1. Installing Ubuntu/Linux via ‘VirtualBox’

 

[Example – AF’s computer: Windows 7 Home Basic; Intel® Core™ i9-2330M CPU @ 2.20 GHz; 4.00 GB RAM; 64-bit OS.]

 

1.1 Download and install Ubuntu

(i)      Download VirtualBox for Windows (here: v5.0.4 or latest from https://www.virtualbox.org/wiki/Downloads).

 

(ii)     Download Linux (here “Ubuntu 14.04.3 LTS; 64-bit” from http://www.ubuntu.com/download/desktop). [LTS = Long_Term_Support recommended; make a donation!]

 

(iii)    Install VirtualBox. Double-click on file downloaded under 1. Press “Run”. A wizard opens, press “Next”. Keep default settings, and as you go you may be asked to install software devices (e.g., network adapters) – install all.

 

(iv)    Open VirtualBox (might open by default), click “New” and create a virtual machine (fill in a “Name”, “Type” is Linux, “Version” is Ubuntu-64-bit); press “Next”. Allocate memory (stay in green zone). Check “Create a virtual hard-drive now”; click “Create”, check VDI, click “Next”. For ‘Storage…’, choose “dynamically allocated”, click “Next”, provide a name for the new virtual hard-disk file and select the size of the virtual hard disk, click “Create”.

 

(v)     You should automatically return to “VirtualBox Manager”. [Click (orange) “Settings”, which opens a menu. Note what can be accessed. On left: e.g., “General”, “System”, etc… On right: choices. Look around; e.g., under “Advanced” allow “DragNDrop” bidirectionality.]
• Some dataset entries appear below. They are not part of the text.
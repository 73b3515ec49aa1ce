use std::path::PathBuf;

pub type BeatshadeResult<T> = Result<T, BeatshadeError>;

#[derive(thiserror::Error, Debug)]
pub enum BeatshadeError {
    #[error("validation error: {0}")]
    Validation(String),

    #[error("missing input: {kind} '{}' not found", path.display())]
    MissingInput { kind: &'static str, path: PathBuf },

    #[error("engine failed ({status}): {stderr}")]
    EngineExecution { status: String, stderr: String },

    #[error("failed to launch '{program}': {message}")]
    Launch { program: String, message: String },

    #[error("probe error: {0}")]
    Probe(String),

    #[error(transparent)]
    Other(#[from] anyhow::Error),
}

impl BeatshadeError {
    pub fn validation(msg: impl Into<String>) -> Self {
        Self::Validation(msg.into())
    }

    pub fn missing_input(kind: &'static str, path: impl Into<PathBuf>) -> Self {
        Self::MissingInput {
            kind,
            path: path.into(),
        }
    }

    pub fn engine(status: impl Into<String>, stderr: impl Into<String>) -> Self {
        Self::EngineExecution {
            status: status.into(),
            stderr: stderr.into(),
        }
    }

    pub fn launch(program: impl Into<String>, message: impl Into<String>) -> Self {
        Self::Launch {
            program: program.into(),
            message: message.into(),
        }
    }

    pub fn probe(msg: impl Into<String>) -> Self {
        Self::Probe(msg.into())
    }
}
          (a) Under “System”, change boot order and place Optical on top (we’ll boot from virtual optical file). Press ‘OK’.

          (b) Under “Storage”, Select “Controller: IDE”. In highlighted area, there are two pluses – click the first (“Adds optical drive”), and “Choose Disk”. Select the Ubuntu file you downloaded under 2 (here “ubuntu-14.04.3-desktop-amd64.iso”), and click “Open”. Select this file in the “Controller: IDE” tree, and press “OK”.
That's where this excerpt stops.